# Data to use:
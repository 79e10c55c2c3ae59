//! Network infrastructure for the hub.
//!
//! # Sub-modules
//!
//! - **`transport`** – The [`transport::BuzzerTransport`] trait: one method per
//!   control endpoint.  The production implementation speaks HTTP through
//!   `reqwest`; everything above it only sees typed bodies and errors.
//!
//! - **`mock`** – A scripted in-memory transport with per-address call
//!   counters, used by unit and integration tests.
//!
//! - **`discovery`** – Sweeps a /24 network by probing every host's
//!   `/status` endpoint in parallel and returns the devices that answered.
//!
//! - **`communication`** – The per-device session state machine: connect,
//!   disconnect, commands, renames, and the background monitor loop that
//!   re-probes each connected device every two seconds.

pub mod communication;
pub mod discovery;
pub mod mock;
pub mod transport;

# Prompt:
Your task is to find every line above containing the word "that" and copy it.

# Response:
//!   `/status` endpoint in parallel and returns the devices that answered.
//!   disconnect, commands, renames, and the background monitor loop that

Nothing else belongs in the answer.